Après avoir fait l’éloge du sommeil, permettant à l’homme « de secrets voyages » afin de quitter « la vaine agitation de ses journées surchargées de besogne », Isabelle Sandy reconnaît que l’opération, si elle réussit, ne serait pas menée à grande échelle, sur l’humanité tout entière.

Quand bien même ! « Quelques hommes seulement, mettons quelques surhommes, se prêteraient à l’expérience, trop heureux d’allonger ainsi leur vie active d’un bon tiers ! Parfait.

Songe-t-on au danger que deviendraient pour l’humanité normale ces hommes-machines remontés pour leur vie entière et capables d’abattre d’énormes besognes ? Songe-t-on à un Napoléon qui n’aurait pas dormi ?

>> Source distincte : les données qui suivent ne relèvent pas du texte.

//! Centralized filesystem paths for Riva.
//!
//! Uses the [`dirs`] crate for platform-appropriate directory resolution.
//!
//! | Purpose | macOS | Linux | Windows |
//! |---------|-------|-------|---------|
//! | Data | `~/Library/Application Support/riva/` | `~/.local/share/riva/` | `%APPDATA%\riva\` |
//! | Config | `~/Library/Application Support/riva/` | `~/.config/riva/` | `%APPDATA%\riva\` |
//!
//! # Environment Overrides
//!
//! - `RIVA_DATA_DIR` overrides [`data_dir`]
//! - `RIVA_CONFIG_DIR` overrides [`config_dir`]

use std::path::PathBuf;

/// Application data root: session record and logs.
///
/// Resolves to `dirs::data_dir()/riva/` by default.
#[must_use]
pub fn data_dir() -> PathBuf {
    if let Some(override_dir) = std::env::var_os("RIVA_DATA_DIR") {
        return PathBuf::from(override_dir);
    }
    dirs::data_dir()
        .map(|d| d.join("riva"))
        .unwrap_or_else(|| std::env::temp_dir().join("riva-data"))
}

/// Application config directory.
///
/// Resolves to `dirs::config_dir()/riva/` by default.
#[must_use]
pub fn config_dir() -> PathBuf {
    if let Some(override_dir) = std::env::var_os("RIVA_CONFIG_DIR") {
        return PathBuf::from(override_dir);
    }
    dirs::config_dir()
        .map(|d| d.join("riva"))
        .unwrap_or_else(|| std::env::temp_dir().join("riva-config"))
}

/// Log file directory (`data_dir()/logs/`).
#[must_use]
pub fn logs_dir() -> PathBuf {
    data_dir().join("logs")
}

/// Main config file path (`config_dir()/config.toml`).
#[must_use]
pub fn config_file() -> PathBuf {
    config_dir().join("config.toml")
}

/// Persisted session record (`data_dir()/session.json`).
#[must_use]
pub fn session_file() -> PathBuf {
    data_dir().join("session.json")
}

Mais songe-t-on au danger que deviendraient pour l’humanité normale ces hommes formidables, ces hommes-machines remontés pour leur vie entière et capables d’abattre d’énormes besognes, de contenter toutes leurs ambitions ? Songe-t-on à un Napoléon qui n’aurait pas dormi ? »

Et de conclure, implacable : « Nul ne demande à la science de fabriquer un homme nouveau, mais, au contraire, de perfectionner le magnifique modèle que la Création lui a légué, d’éloigner de lui le cancer, la tuberculose − et dans cet ordre d’idées quel hommage ne devons-nous pas rendre à nos savants ! − peut-être même de retrouver l’homme-primitif sous les alluvions des siècles passés.

Enfin, comment résister à l’envie de rappeler au professeur Frey, qui prétend nous enlever le sommeil, le cri pathétique de Musset expirant : “Enfin ! Je vais pouvoir dormir !”.

Le savant, qui prétend refaire l’homme sur un plan conçu par l’homme, n’en fabrique qu’un ersatz. Il est comparable à ce gamin brutal qui démonte un coûteux et parfait mécanisme pour le remonter à sa façon, mais qui n’y arrive jamais et laisse son jouet, brisé. »

Une critique qui s’inscrit pleinement dans la veine romantique de l’époque, alors même que les idéologies fascistes commencent à justifier leurs actions en s’appuyant sur la science…

Gautier Demouveaux, journaliste / Sciences Critiques.